> **WHAT IS BEING ASKED**:
When you reach the line with "for line in" in the data below, begin printing lines exactly, and stop once the line with "let i = haves.partition_point(|h|" has been printed.
===== RECORDS SHOWN =====
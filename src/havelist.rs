//! `o4 drop --havelist`: drop records the server's have-list already agrees
//! with.
//!
//! One-shot: the whole input is buffered before the have-list is pulled, so
//! the list reflects any syncs earlier stages performed. `p4 have` is
//! consumed in text mode — for a large workspace the marshaled form costs
//! far more than it gives.

use std::io::{BufRead, Write};

use anyhow::{Context as _, Result};
use o4_fstat::record::{Line, decode_line};
use o4_pyforce::p4_text;

use crate::context::Context;

pub fn run(ctx: &Context, input: &mut dyn BufRead, out: &mut dyn Write) -> Result<()> {
    let mut records = Vec::new();
    for line in input.lines() {
        let line = line?;
        match decode_line(&line)? {
            Line::Blank => {}
            Line::Passthrough(raw) => writeln!(out, "{raw}")?,
            Line::Record(record) => records.push(record),
        }
    }
    if records.is_empty() {
        return Ok(());
    }

    // `//depot/dir/file#3 - ...` → `file#3 - ...` for prefix matching.
    let strip = ctx.depot_root().len() + 1;
    let have = p4_text(["have", "..."]).context("p4 have")?;
    let mut haves: Vec<&str> = have
        .lines()
        .filter_map(|line| line.get(strip..))
        .collect();
    haves.sort_unstable();

    for record in records {
        // Deletes have nothing to hold at a revision; they are never
        // forwarded.
        if record.is_delete() {
            continue;
        }
        let needle = format!(
            "{}#{} -",
            o4_pyforce::escape(&record.path),
            record.revision
        );
        let i = haves.partition_point(|h| *h < needle.as_str());
        let held = haves.get(i).is_some_and(|h| h.starts_with(&needle));
        if !held {
            writeln!(out, "{}", record.encode())?;
        }
    }
    Ok(())
}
=====
> **THE ANSWER**:
    for line in input.lines() {
        let line = line?;
        match decode_line(&line)? {
            Line::Blank => {}
            Line::Passthrough(raw) => writeln!(out, "{raw}")?,
            Line::Record(record) => records.push(record),
        }
    }
    if records.is_empty() {
        return Ok(());
    }

    // `//depot/dir/file#3 - ...` → `file#3 - ...` for prefix matching.
    let strip = ctx.depot_root().len() + 1;
    let have = p4_text(["have", "..."]).context("p4 have")?;
    let mut haves: Vec<&str> = have
        .lines()
        .filter_map(|line| line.get(strip..))
        .collect();
    haves.sort_unstable();

    for record in records {
        // Deletes have nothing to hold at a revision; they are never
        // forwarded.
        if record.is_delete() {
            continue;
        }
        let needle = format!(
            "{}#{} -",
            o4_pyforce::escape(&record.path),
            record.revision
        );
        let i = haves.partition_point(|h| *h < needle.as_str());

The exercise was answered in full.